◆ Assignment ◆
If a line in the listing below includes the string "BpResult", pull it out.

◆ Dataset entries ◆
//! Fixed-width integer codec with an explicit byte order.
//!
//! Every integer in the index, the metadata file and the meta-metadata file is stored in the
//! byte order of the host that wrote the dataset, recorded in the header's endianness flag.

use std::fmt::{Display, Formatter};

use bp_error::{BpResult, bp_bail, bp_err};

/// Byte order of a dataset.
#[derive(Debug, Clone, Copy, PartialEq, Eq, Hash)]
pub enum Endianness {
    Little,
    Big,
}

impl Endianness {
    /// The byte order of the host we are running on.
    pub const fn native() -> Self {
        if cfg!(target_endian = "little") {
            Self::Little
        } else {
            Self::Big
        }
    }

    pub const fn is_native(self) -> bool {
        matches!(
            (self, Self::native()),
            (Self::Little, Self::Little) | (Self::Big, Self::Big)
        )
    }

    /// The value stored in the header's endianness byte.
    pub const fn flag(self) -> u8 {
        match self {
            Self::Little => 0,
            Self::Big => 1,
        }
    }

    pub fn from_flag(flag: u8) -> BpResult<Self> {
        match flag {
            0 => Ok(Self::Little),
            1 => Ok(Self::Big),
            other => Err(bp_err!(IncompatibleFormat: "invalid endianness flag {other}")),
        }
    }
}

impl Display for Endianness {
    fn fmt(&self, f: &mut Formatter<'_>) -> std::fmt::Result {
        match self {
            Self::Little => write!(f, "little-endian"),
            Self::Big => write!(f, "big-endian"),
        }
    }
}

/// An unsigned integer with a fixed on-disk width.
pub trait FixedWidth: Copy {
    const WIDTH: usize;

    fn encode(self, endianness: Endianness, out: &mut [u8]);

    fn decode(bytes: &[u8], endianness: Endianness) -> Self;
}

macro_rules! fixed_width {
    ($($T:ty),*) => {
        $(
            impl FixedWidth for $T {
                const WIDTH: usize = size_of::<$T>();

                fn encode(self, endianness: Endianness, out: &mut [u8]) {
                    let bytes = match endianness {
                        Endianness::Little => self.to_le_bytes(),
                        Endianness::Big => self.to_be_bytes(),
                    };
                    out[..Self::WIDTH].copy_from_slice(&bytes);
                }

                fn decode(bytes: &[u8], endianness: Endianness) -> Self {
                    let mut raw = [0u8; size_of::<$T>()];
                    raw.copy_from_slice(&bytes[..Self::WIDTH]);
                    match endianness {
                        Endianness::Little => <$T>::from_le_bytes(raw),
                        Endianness::Big => <$T>::from_be_bytes(raw),
                    }
                }
            }
        )*
    };
}

fixed_width!(u8, u16, u32, u64);

/// A growable buffer written at an explicit position.
///
/// Writes grow the buffer as needed and advance the position; `put_at` patches an earlier
/// location without moving it.
#[derive(Debug, Clone)]
pub struct FormatBuffer {
    data: Vec<u8>,
    position: usize,
    endianness: Endianness,
}

impl FormatBuffer {
    pub fn new(endianness: Endianness) -> Self {
        Self::with_capacity(endianness, 0)
    }

    pub fn with_capacity(endianness: Endianness, capacity: usize) -> Self {
        Self {
            data: Vec::with_capacity(capacity),
            position: 0,
            endianness,
        }
    }

    pub fn endianness(&self) -> Endianness {
        self.endianness
    }

    pub fn position(&self) -> usize {
        self.position
    }

    pub fn set_position(&mut self, position: usize) {
        self.position = position;
    }

    pub fn len(&self) -> usize {
        self.data.len()
    }

    pub fn is_empty(&self) -> bool {
        self.data.is_empty()
    }

    fn reserve_to(&mut self, end: usize) {
        if self.data.len() < end {
            self.data.resize(end, 0);
        }
    }

    pub fn put<T: FixedWidth>(&mut self, value: T) {
        let position = self.position;
        self.put_at(position, value);
        self.position += T::WIDTH;
    }

    pub fn put_at<T: FixedWidth>(&mut self, position: usize, value: T) {
        self.reserve_to(position + T::WIDTH);
        value.encode(self.endianness, &mut self.data[position..]);
    }

    pub fn put_bytes(&mut self, bytes: &[u8]) {
        let end = self.position + bytes.len();
        self.reserve_to(end);
        self.data[self.position..end].copy_from_slice(bytes);
        self.position = end;
    }

    /// Write `value` into a field of exactly `width` bytes, zero padded.
    pub fn put_padded(&mut self, value: &[u8], width: usize) {
        let take = value.len().min(width);
        self.put_bytes(&value[..take]);
        self.put_bytes(&vec![0u8; width - take]);
    }

    pub fn as_slice(&self) -> &[u8] {
        &self.data
    }

    pub fn into_inner(self) -> Vec<u8> {
        self.data
    }
}

/// A cursor decoding fixed-width values from a borrowed slice.
#[derive(Debug, Clone)]
pub struct FormatReader<'a> {
    data: &'a [u8],
    position: usize,
    endianness: Endianness,
}

impl<'a> FormatReader<'a> {
    pub fn new(data: &'a [u8], endianness: Endianness) -> Self {
        Self {
            data,
            position: 0,
            endianness,
        }
    }

    pub fn at(mut self, position: usize) -> Self {
        self.position = position;
        self
    }

    pub fn position(&self) -> usize {
        self.position
    }

    pub fn remaining(&self) -> usize {
        self.data.len().saturating_sub(self.position)
    }

    pub fn get<T: FixedWidth>(&mut self) -> BpResult<T> {
        let value = self.get_at(self.position)?;
        self.position += T::WIDTH;
        Ok(value)
    }

    pub fn get_at<T: FixedWidth>(&self, position: usize) -> BpResult<T> {
        let end = position + T::WIDTH;
        if end > self.data.len() {
            bp_bail!(OutOfBounds: end, 0, self.data.len());
        }
        Ok(T::decode(&self.data[position..end], self.endianness))
    }

    pub fn get_bytes(&mut self, len: usize) -> BpResult<&'a [u8]> {
        let end = self.position + len;
        if end > self.data.len() {
            bp_bail!(OutOfBounds: end, 0, self.data.len());
        }
        let bytes = &self.data[self.position..end];
        self.position = end;
        Ok(bytes)
    }
}

/// Round `value` up to the next multiple of `alignment`.
pub fn align_up(value: u64, alignment: u64) -> u64 {
    if alignment <= 1 {
        return value;
    }
    value.div_ceil(alignment) * alignment
}

#[cfg(test)]
mod tests {
    use rstest::rstest;

    use super::*;

    #[rstest]
    #[case(Endianness::Little)]
    #[case(Endianness::Big)]
    fn positional_writes(#[case] endianness: Endianness) {
        let mut buffer = FormatBuffer::new(endianness);
        buffer.put(7u8);
        buffer.put(0x0102u16);
        buffer.put(0x0304_0506u32);
        buffer.put(u64::MAX - 1);
        buffer.put_at(0, 9u8);
        assert_eq!(buffer.len(), 15);
        assert_eq!(buffer.position(), 15);

        let mut reader = FormatReader::new(buffer.as_slice(), endianness);
        assert_eq!(reader.get::<u8>().unwrap(), 9);
        assert_eq!(reader.get::<u16>().unwrap(), 0x0102);
        assert_eq!(reader.get::<u32>().unwrap(), 0x0304_0506);
        assert_eq!(reader.get::<u64>().unwrap(), u64::MAX - 1);
        assert!(reader.get::<u8>().is_err());
    }

    #[test]
    fn big_endian_decodes_to_native_values() {
        let mut big = FormatBuffer::new(Endianness::Big);
        big.put(0xdead_beef_u32);
        assert_eq!(big.as_slice(), &[0xde, 0xad, 0xbe, 0xef]);
        let reader = FormatReader::new(big.as_slice(), Endianness::Big);
        assert_eq!(reader.get_at::<u32>(0).unwrap(), 0xdead_beef);

        let mut native = FormatBuffer::new(Endianness::native());
        native.put(0xdead_beef_u32);
        let reader = FormatReader::new(native.as_slice(), Endianness::native());
        assert_eq!(reader.get_at::<u32>(0).unwrap(), 0xdead_beef);
    }

    #[test]
    fn padded_fields() {
        let mut buffer = FormatBuffer::new(Endianness::Little);
        buffer.put_padded(b"BP v", 8);
        assert_eq!(buffer.as_slice(), b"BP v\0\0\0\0");
    }

    #[rstest]
    #[case(0, 4096, 0)]
    #[case(1, 4096, 4096)]
    #[case(4096, 4096, 4096)]
    #[case(4097, 4096, 8192)]
    #[case(13, 1, 13)]
    fn alignment(#[case] value: u64, #[case] align: u64, #[case] expected: u64) {
        assert_eq!(align_up(value, align), expected);
    }
}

◆ Expected output ◆
use bp_error::{BpResult, bp_bail, bp_err};
    pub fn from_flag(flag: u8) -> BpResult<Self> {
    pub fn get<T: FixedWidth>(&mut self) -> BpResult<T> {
    pub fn get_at<T: FixedWidth>(&self, position: usize) -> BpResult<T> {
    pub fn get_bytes(&mut self, len: usize) -> BpResult<&'a [u8]> {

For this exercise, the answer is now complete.